Exercise – In the entries that follow, find every line containing "SourceHandle" and copy it.

Dataset items
//! Frame id to pixels.

use crate::core::error::{FrameError, FrameResult};
use crate::core::pixels::PixelBuffer;
use crate::core::types::FundusPolicy;
use crate::frames::address::FrameAddress;
use crate::source::decoder::ScanDecoder;
use crate::source::registry::{LoadedSource, SourceHandle};
use image::DynamicImage;

/// Resolve a frame id of `source` to an 8-bit image.
///
/// The decoder is asked for the current volumes or fundus images on every
/// call and the address is checked against what it returns, so a stale id
/// fails with [`FrameError::NotFound`] instead of reading stale data.
pub fn resolve(source: &LoadedSource, frame_id: &str) -> FrameResult<DynamicImage> {
    let address = FrameAddress::decode(frame_id)?;
    let resolver = Resolver { source, frame_id };

    let decoder = match source.handle() {
        SourceHandle::Decoder(decoder) => decoder.as_ref(),
        SourceHandle::Dicom => {
            return Err(resolver.decode_failure("DICOM sources carry no decodable frames"));
        }
    };

    let buffer = match address {
        FrameAddress::OctSlice { volume, slice } => resolver.oct_slice(decoder, volume, slice)?,
        FrameAddress::Fundus { image } => resolver.fundus(decoder, image)?,
        FrameAddress::DicomPlaceholder => {
            return Err(resolver.not_found("only DICOM sources have a placeholder frame"));
        }
    };

    let image = buffer
        .normalize()
        .map_err(|e| resolver.decode_failure(e.to_string()))?;
    log::debug!(
        "Resolved {} of {} to {}x{} ({} from {})",
        frame_id,
        source.name(),
        image.width(),
        image.height(),
        channel_name(buffer.channels()),
        buffer.samples().dtype()
    );
    Ok(image)
}

fn channel_name(channels: u8) -> &'static str {
    match channels {
        1 => "gray",
        3 => "rgb",
        _ => "rgba",
    }
}

struct Resolver<'a> {
    source: &'a LoadedSource,
    frame_id: &'a str,
}

impl Resolver<'_> {
    fn not_found(&self, reason: impl Into<String>) -> FrameError {
        FrameError::NotFound {
            source_name: self.source.name().to_string(),
            frame_id: self.frame_id.to_string(),
            reason: reason.into(),
        }
    }

    fn decode_failure(&self, reason: impl Into<String>) -> FrameError {
        FrameError::DecodeFailure {
            source_name: self.source.name().to_string(),
            frame_id: self.frame_id.to_string(),
            reason: reason.into(),
        }
    }

    fn oct_slice(&self, decoder: &dyn ScanDecoder, volume: Option<usize>, slice: usize) -> FrameResult<PixelBuffer> {
        let format = self.source.format();
        let volume_index = match (volume, format.is_multi_volume()) {
            (Some(v), true) => v,
            (None, false) => 0,
            (Some(_), false) => {
                return Err(self.not_found(format!("{} files hold a single volume", format)));
            }
            (None, true) => {
                return Err(self.not_found(format!("{} slices are addressed as vol{{v}}_slice{{s}}", format)));
            }
        };

        let volumes = decoder
            .read_volumes()
            .map_err(|e| self.decode_failure(e.to_string()))?;
        let volume = volumes.get(volume_index).ok_or_else(|| {
            self.not_found(format!(
                "volume index {} out of range ({} volumes)",
                volume_index,
                volumes.len()
            ))
        })?;

        match volume.slices.slice(slice) {
            Some(result) => result.map_err(|e| self.decode_failure(e.to_string())),
            None => Err(self.not_found(format!(
                "slice index {} out of range ({} slices)",
                slice,
                volume.slices.len()
            ))),
        }
    }

    fn fundus(&self, decoder: &dyn ScanDecoder, image: usize) -> FrameResult<PixelBuffer> {
        let format = self.source.format();
        match format.fundus_policy() {
            FundusPolicy::None => {
                return Err(self.not_found(format!("{} files have no fundus frames", format)));
            }
            FundusPolicy::First if image > 0 => {
                return Err(self.not_found(format!("{} files have a single fundus frame", format)));
            }
            FundusPolicy::First | FundusPolicy::All => {}
        }

        let images = decoder
            .read_fundus_images()
            .map_err(|e| self.decode_failure(e.to_string()))?;
        images
            .into_iter()
            .nth(image)
            .map(|fundus| fundus.pixels)
            .ok_or_else(|| self.not_found(format!("fundus image index {} out of range", image)))
    }
}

Solved exercise –
use crate::source::registry::{LoadedSource, SourceHandle};
        SourceHandle::Decoder(decoder) => decoder.as_ref(),
        SourceHandle::Dicom => {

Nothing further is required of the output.